Die Begründung der Feststellungen zu den dem Schuldspruch zugrunde liegenden entscheidenden Tatsachen mit der als glaubwürdig erachteten Aussage der Zeugin Jennifer W***** (US 7 f) ist unter dem Aspekt der Begründungstauglichkeit (Z 5 vierter Fall) nicht zu beanstanden.

Die Ausführungen zu den – vom Erstgericht ausdrücklich gewürdigten (US 7 f) – Angaben des Zeugen Lukas B***** wenden sich nach Art einer im schöffengerichtlichen Verfahren nicht vorgesehenen Schuldberufung (§ 283 Abs 1 StPO) in unzulässiger Weise gegen die tatrichterliche Beweiswürdigung.
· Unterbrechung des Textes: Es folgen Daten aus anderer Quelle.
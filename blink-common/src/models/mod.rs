pub mod action;
pub mod component;
pub mod error;
pub mod execution;
pub mod parameter;
pub mod support;
pub mod trust;

/// Base58 public key of the connected wallet account.
pub type Account = String;

/// Signature returned by the wallet once a transaction is signed.
pub type Signature = String;
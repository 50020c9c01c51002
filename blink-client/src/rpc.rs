//! # Action HTTP Client
//!
//! Resolves action urls into descriptors and forwards component POSTs to action endpoints,
//! optionally through a CORS/privacy proxy. Descriptor fetches retry transient failures, POSTs
//! that may lead to a signed transaction never do.
use std::{
    sync::Arc,
    time::{Duration, SystemTime},
};

use async_trait::async_trait;
use backoff::ExponentialBackoff;
use blink_common::{
    dto::{
        ActionError, ActionGetResponse, ActionPostRequest, ActionPostResponse, ErrorBody,
        NextActionPostRequest,
    },
    models::{action::ActionMetadata, error::ClientError},
    traits::{ActionClient, ResolvedAction},
};
use reqwest::{header, Client, ClientBuilder, Response, StatusCode, Url};
use serde::{de::DeserializeOwned, Serialize};
use time::{format_description::well_known::Rfc2822, OffsetDateTime};
use tokio::{sync::RwLock, time::sleep};
use tracing::{debug, instrument, trace, warn};

use crate::config::RetryConfiguration;

pub const BLOCKCHAIN_IDS_HEADER: &str = "x-blockchain-ids";
pub const ACTION_VERSION_HEADER: &str = "x-action-version";

#[derive(Debug, Clone, Default)]
pub struct HttpActionClientOptions {
    /// Requests are sent to `<proxy_url>?url=<target>` when set.
    pub proxy_url: Option<String>,
    pub retry: RetryConfiguration,
    /// Per request timeout.
    pub timeout: Option<Duration>,
}

impl HttpActionClientOptions {
    pub fn new() -> Self {
        Self::default()
    }

    pub fn with_proxy_url(mut self, proxy_url: Option<String>) -> Self {
        self.proxy_url = proxy_url;
        self
    }

    pub fn with_retry(mut self, retry: RetryConfiguration) -> Self {
        self.retry = retry;
        self
    }

    pub fn with_timeout(mut self, timeout: Duration) -> Self {
        self.timeout = Some(timeout);
        self
    }
}

#[derive(Debug, Clone)]
pub struct HttpActionClient {
    http_client: Client,
    proxy_url: Option<Url>,
    retry_after: Arc<RwLock<Option<SystemTime>>>,
    backoff_policy: ExponentialBackoff,
    server_restart_duration: Duration,
}

impl HttpActionClient {
    pub fn new(options: HttpActionClientOptions) -> Result<Self, ClientError> {
        let proxy_url = options
            .proxy_url
            .as_deref()
            .map(|proxy| {
                proxy
                    .parse::<Url>()
                    .map_err(|e| ClientError::UrlParsing(proxy.to_string(), e.to_string()))
            })
            .transpose()?;

        let mut headers = header::HeaderMap::new();
        headers.insert(header::ACCEPT, header::HeaderValue::from_static("application/json"));
        let user_agent = format!("blink-client-{version}", version = env!("CARGO_PKG_VERSION"));
        headers.insert(
            header::USER_AGENT,
            header::HeaderValue::from_str(&user_agent)
                .map_err(|e| ClientError::FormatRequest(format!("Invalid user agent format: {e}")))?,
        );

        let mut builder = ClientBuilder::new().default_headers(headers);
        if let Some(timeout) = options.timeout {
            builder = builder.timeout(timeout);
        }
        let client = builder
            .build()
            .map_err(|e| ClientError::HttpClient(e.to_string()))?;

        Ok(Self {
            http_client: client,
            proxy_url,
            retry_after: Arc::new(RwLock::new(None)),
            backoff_policy: options.retry.backoff_policy(),
            server_restart_duration: Duration::from_secs(5),
        })
    }

    #[cfg(test)]
    pub fn with_test_backoff_policy(mut self) -> Self {
        // Extremely short intervals for very fast testing
        self.backoff_policy = RetryConfiguration::exponential(
            Duration::from_millis(1),
            1.1,
            Duration::from_millis(5),
            Some(Duration::from_millis(50)),
        )
        .backoff_policy();
        self.server_restart_duration = Duration::from_millis(5);
        self
    }

    /// Url the request is actually sent to.
    fn proxify(&self, target: &str) -> Result<Url, ClientError> {
        match &self.proxy_url {
            Some(proxy) => {
                let mut url = proxy.clone();
                url.query_pairs_mut()
                    .append_pair("url", target);
                Ok(url)
            }
            None => target
                .parse::<Url>()
                .map_err(|e| ClientError::UrlParsing(target.to_string(), e.to_string())),
        }
    }

    /// Converts transient error responses into errors.
    ///
    /// Raises an error if the response status code is 429, 502, 503 or 504. In the 429
    /// case it will try to look for a retry-after header an parse it accordingly. The
    /// parsed value is then passed as part of the error.
    async fn error_for_response(&self, response: Response) -> Result<Response, ClientError> {
        match response.status() {
            StatusCode::TOO_MANY_REQUESTS => {
                let retry_after_raw = response
                    .headers()
                    .get(header::RETRY_AFTER)
                    .and_then(|h| h.to_str().ok())
                    .and_then(parse_retry_value);

                Err(ClientError::RateLimited(retry_after_raw))
            }
            StatusCode::BAD_GATEWAY |
            StatusCode::SERVICE_UNAVAILABLE |
            StatusCode::GATEWAY_TIMEOUT => Err(ClientError::ServerUnreachable(
                response
                    .text()
                    .await
                    .unwrap_or_else(|_| "Server Unreachable".to_string()),
            )),
            _ => Ok(response),
        }
    }

    /// Classifies errors into transient or permanent ones.
    ///
    /// Transient errors are retried with a potential backoff, permanent ones are not.
    /// If the error is RateLimited, this method will set the self.retry_after value so
    /// future requests wait until the rate limit has been reset.
    async fn handle_error_for_backoff(&self, e: ClientError) -> backoff::Error<ClientError> {
        match e {
            ClientError::ServerUnreachable(_) => {
                backoff::Error::retry_after(e, self.server_restart_duration)
            }
            ClientError::RateLimited(Some(until)) => {
                let mut retry_after_guard = self.retry_after.write().await;
                *retry_after_guard = Some(
                    retry_after_guard
                        .unwrap_or(until)
                        .max(until),
                );

                if let Ok(duration) = until.duration_since(SystemTime::now()) {
                    backoff::Error::retry_after(e, duration)
                } else {
                    e.into()
                }
            }
            ClientError::RateLimited(None) => e.into(),
            _ => backoff::Error::permanent(e),
        }
    }

    /// Waits until the current rate limit time has passed.
    async fn wait_until_retry_after(&self) {
        if let Some(&until) = self.retry_after.read().await.as_ref() {
            let now = SystemTime::now();
            if until > now {
                if let Ok(duration) = until.duration_since(now) {
                    sleep(duration).await
                }
            }
        }
    }

    /// Makes a get request handling transient failures.
    async fn make_get_request(&self, uri: &Url) -> Result<Response, ClientError> {
        self.wait_until_retry_after().await;
        let response = backoff::future::retry(self.backoff_policy.clone(), || async {
            let server_response = self
                .http_client
                .get(uri.clone())
                .send()
                .await
                .map_err(|e| ClientError::HttpClient(e.to_string()))?;

            match self
                .error_for_response(server_response)
                .await
            {
                Ok(response) => Ok(response),
                Err(e) => Err(self.handle_error_for_backoff(e).await),
            }
        })
        .await?;
        Ok(response)
    }

    /// Makes a single post request. Nothing is retried: the endpoint may have built a
    /// transaction already.
    async fn make_post_request<T: Serialize + ?Sized>(
        &self,
        request: &T,
        uri: &Url,
    ) -> Result<Response, ClientError> {
        self.wait_until_retry_after().await;
        let response = self
            .http_client
            .post(uri.clone())
            .json(request)
            .send()
            .await
            .map_err(|e| ClientError::HttpClient(e.to_string()))?;
        self.error_for_response(response)
            .await
    }

    /// Reads the body, mapping non-success statuses to the endpoint's error message.
    async fn read_body(response: Response) -> Result<String, ClientError> {
        let status = response.status();
        let body = response
            .text()
            .await
            .map_err(|e| ClientError::ParseResponse(e.to_string()))?;
        if status.is_success() {
            return Ok(body);
        }
        match serde_json::from_str::<ErrorBody>(&body) {
            Ok(error) => Err(ClientError::Action(ActionError::from(error))),
            Err(_) => Err(ClientError::UnexpectedStatus(status.as_u16(), body)),
        }
    }

    fn parse<T: DeserializeOwned>(body: &str) -> Result<T, ClientError> {
        serde_json::from_str::<T>(body)
            .map_err(|err| ClientError::ParseResponse(format!("Error: {err}, Body: {body}")))
    }

    async fn read_action(response: Response) -> Result<ResolvedAction, ClientError> {
        let metadata = metadata_from_headers(response.headers());
        let body = Self::read_body(response).await?;
        let action = Self::parse::<ActionGetResponse>(&body)?;
        Ok(ResolvedAction { response: action, metadata })
    }
}

fn metadata_from_headers(headers: &header::HeaderMap) -> ActionMetadata {
    let header = |name: &str| {
        headers
            .get(name)
            .and_then(|h| h.to_str().ok())
            .map(str::trim)
            .filter(|s| !s.is_empty())
    };
    ActionMetadata {
        blockchain_ids: header(BLOCKCHAIN_IDS_HEADER)
            .map(|ids| {
                ids.split(',')
                    .map(str::trim)
                    .filter(|s| !s.is_empty())
                    .map(String::from)
                    .collect()
            })
            .unwrap_or_default(),
        version: header(ACTION_VERSION_HEADER).map(String::from),
    }
}

fn parse_retry_value(val: &str) -> Option<SystemTime> {
    if let Ok(secs) = val.parse::<u64>() {
        return Some(SystemTime::now() + Duration::from_secs(secs));
    }
    if let Ok(date) = OffsetDateTime::parse(val, &Rfc2822) {
        return Some(date.into());
    }
    None
}

#[async_trait]
impl ActionClient for HttpActionClient {
    #[instrument(skip(self), fields(%url))]
    async fn get_action(&self, url: &Url) -> Result<ResolvedAction, ClientError> {
        let uri = self.proxify(url.as_str())?;
        debug!(%uri, "Fetching action descriptor");

        let response = self.make_get_request(&uri).await?;
        trace!(?response, "Received descriptor response");

        let resolved = Self::read_action(response).await?;
        if resolved.response.error.is_some() {
            warn!(error = ?resolved.response.error, "Action descriptor carries an error");
        }
        Ok(resolved)
    }

    #[instrument(skip(self, body))]
    async fn post_action(
        &self,
        href: &str,
        body: &ActionPostRequest,
    ) -> Result<ActionPostResponse, ClientError> {
        let uri = self.proxify(href)?;
        debug!(%uri, "Posting action");
        trace!(?body, "Sending action request");

        let response = self.make_post_request(body, &uri).await?;
        let body = Self::read_body(response).await?;
        let value = Self::parse::<serde_json::Value>(&body)?;
        // Success statuses may still carry `{"error": "..."}` or `{"error": {"message": ..}}`.
        if let Some(error) = value
            .get("error")
            .filter(|error| !error.is_null())
        {
            let error = match error {
                serde_json::Value::String(message) => {
                    Some(ActionError { message: message.clone() })
                }
                other => serde_json::from_value::<ActionError>(other.clone()).ok(),
            };
            if let Some(error) = error {
                return Err(ClientError::Action(error));
            }
        }
        let response = serde_json::from_value::<ActionPostResponse>(value)
            .map_err(|err| ClientError::ParseResponse(format!("Error: {err}, Body: {body}")))?;
        trace!(?response, "Received action response");
        Ok(response)
    }

    #[instrument(skip(self, body))]
    async fn post_next_action(
        &self,
        href: &str,
        body: &NextActionPostRequest,
    ) -> Result<ResolvedAction, ClientError> {
        let uri = self.proxify(href)?;
        debug!(%uri, "Posting chain continuation");

        let response = self.make_post_request(body, &uri).await?;
        Self::read_action(response).await
    }
}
Die Nichtigkeitsbeschwerde war daher gemäß § 285d Abs 1 StPO schon bei nichtöffentlicher Beratung sofort zurückzuweisen.

Die Beschwerde des Angeklagten gegen den Beschluss der Vorsitzenden des Schöffengerichts vom 22. September 2017 (ON 49) relevierte die daraus resultierende neuerliche Auslösung der Frist zur Ausführung der Rechtsmittel der Staatsanwaltschaft gegen das gegenständliche Urteil. Da sie sich somit auf keinen Umstand bezog, der im Rahmen der Nichtigkeitsbeschwerde als Urteilsanfechtungsgrund geltend gemacht wurde, ist sie ohne inhaltliche Erwiderung erledigt (15 Os 83/16v, 84/16s; RIS‑Justiz RS0126057 [T4]). Hinzugefügt sei, dass die Staatsanwaltschaft ihre Nichtigkeitsbeschwerde und ihre Berufung zurückgezogen hat (ON 1 S 25).

Die Entscheidung über die Berufung des Angeklagten kommt dem Oberlandesgericht zu (§ 285i StPO).

Der Kostenausspruch beruht auf § 390a Abs 1 StPO.